Les rares vestiges retrouvés lors du déboisement du site ne constituent pas des amers suffisants pour en faire des témoins significatifs de l'histoire et de l'importance du lieu. Les documents d'archives et les témoignages oraux des pionniers-explorateurs nous permettent toutefois de saisir toute l'ampleur et la portée des campagnes d'exploration de la fin des années 60 et du début des années 70. La présence d'équipes d'exploration d'Hydro-Québec sur le site du campement G-68 a été déterminante dans
la découverte de cette région de la Baie James et dans la collecte de données techniques d'ordre topographique, géotechnique et hydrologique du bassin de La Grande Rivière.
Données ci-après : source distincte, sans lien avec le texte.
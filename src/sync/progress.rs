//! Scalar reading progress push/pull.

use crate::api::ApiClient;
use crate::error::Result;
use reqwest::Method;
use serde::{Deserialize, Serialize};

/// Percentage at or above which a book counts as complete.
pub const COMPLETE_PERCENTAGE: f64 = 99.0;

/// Reading status derived from the percentage.
#[derive(Debug, Clone, Copy, Default, PartialEq, Eq, Serialize, Deserialize)]
#[serde(rename_all = "lowercase")]
pub enum ReadingStatus {
    /// Still reading.
    #[default]
    Reading,
    /// Finished.
    Complete,
}

impl ReadingStatus {
    /// Status for a percentage in `[0, 100]`.
    pub fn from_percentage(percentage: f64) -> Self {
        if percentage >= COMPLETE_PERCENTAGE {
            ReadingStatus::Complete
        } else {
            ReadingStatus::Reading
        }
    }
}

/// Progress record exchanged with the server.
#[derive(Debug, Clone, PartialEq, Serialize)]
pub struct ProgressRecord {
    /// Current page.
    pub current_page: i64,
    /// Total pages.
    pub total_pages: i64,
    /// Percentage read, `[0, 100]`.
    pub percentage: f64,
    /// Reading status, always consistent with `percentage`.
    pub status: ReadingStatus,
    /// Device that produced the record.
    #[serde(skip_serializing_if = "Option::is_none")]
    pub device_id: Option<String>,
}

impl ProgressRecord {
    /// Record for `current_page` of `total_pages`.
    pub fn from_pages(current_page: i64, total_pages: i64) -> Self {
        let percentage = if total_pages > 0 {
            current_page as f64 / total_pages as f64 * 100.0
        } else {
            0.0
        };
        Self::new(current_page, total_pages, percentage)
    }

    /// Record with an explicit percentage (clamped to `[0, 100]`).
    pub fn new(current_page: i64, total_pages: i64, percentage: f64) -> Self {
        let percentage = if percentage.is_finite() {
            percentage.clamp(0.0, 100.0)
        } else {
            0.0
        };
        Self {
            current_page: current_page.max(0),
            total_pages: total_pages.max(0),
            percentage,
            status: ReadingStatus::from_percentage(percentage),
            device_id: None,
        }
    }

    /// Attach the producing device.
    pub fn with_device(mut self, device_id: impl Into<String>) -> Self {
        self.device_id = Some(device_id.into());
        self
    }
}

/// Progress as the server returns it; every field may be null.
#[derive(Debug, Deserialize)]
struct StoredProgress {
    current_page: Option<i64>,
    total_pages: Option<i64>,
    percentage: Option<f64>,
    device_id: Option<String>,
}

impl From<StoredProgress> for ProgressRecord {
    fn from(p: StoredProgress) -> Self {
        let mut record = ProgressRecord::new(
            p.current_page.unwrap_or(0),
            p.total_pages.unwrap_or(0),
            p.percentage.unwrap_or(0.0),
        );
        record.device_id = p.device_id;
        record
    }
}

/// Outcome of comparing local and remote progress.
#[derive(Debug, Clone, PartialEq)]
pub enum ProgressDecision {
    /// Difference within the threshold, nothing to do.
    InSync,
    /// Positions differ enough to ask the user.
    Diverged {
        /// Absolute percentage difference.
        delta: f64,
    },
}

/// Compare two records. Prompts only when the difference is strictly
/// greater than `threshold` percentage points.
pub fn reconcile(local: &ProgressRecord, remote: &ProgressRecord, threshold: f64) -> ProgressDecision {
    let delta = (remote.percentage - local.percentage).abs();
    if delta > threshold {
        ProgressDecision::Diverged { delta }
    } else {
        ProgressDecision::InSync
    }
}

/// Pushes and pulls progress records.
pub struct ProgressSyncer<'a> {
    api: &'a ApiClient,
}

impl<'a> ProgressSyncer<'a> {
    /// Create a syncer on an authenticated client.
    pub fn new(api: &'a ApiClient) -> Self {
        Self { api }
    }

    fn path(book_id: &str) -> String {
        format!("/api/sync/progress/{}", ApiClient::segment(book_id))
    }

    /// Upload the record for `book_id`.
    pub async fn push(&self, book_id: &str, record: &ProgressRecord) -> Result<()> {
        let body = serde_json::to_value(record)
            .map_err(|e| crate::error::SyncError::Decode(e.to_string()))?;
        self.api
            .call(Method::PUT, &Self::path(book_id), Some(&body))
            .await?;

        tracing::debug!(book_id, percentage = record.percentage, "Pushed progress");
        Ok(())
    }

    /// Fetch the server's record for `book_id`; `None` if it has none.
    pub async fn pull(&self, book_id: &str) -> Result<Option<ProgressRecord>> {
        let response = self.api.call(Method::GET, &Self::path(book_id), None).await?;
        let stored: Option<StoredProgress> = response.decode()?;
        Ok(stored.map(ProgressRecord::from))
    }
}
Ces études ont mené au printemps 1972 à une décision de première importance, soit celle de débuter l'aménagement des rivières de la Baie James par La Grande Rivière plutôt que par les rivières plus au sud, connues sous l'appellation du complexe NBR, les rivières Nottaway, Broadback et Rupert. Bien que la documentation relative au travail des équipes d'exploration soit plutôt limitée pour certaines périodes, en raison sans doute des conditions précaires dans lesquelles ces équipes devaient oeuvrer le plus souvent, la mise en valeur du site se propose de relever le défi de l'interprétation par différents moyens visuels.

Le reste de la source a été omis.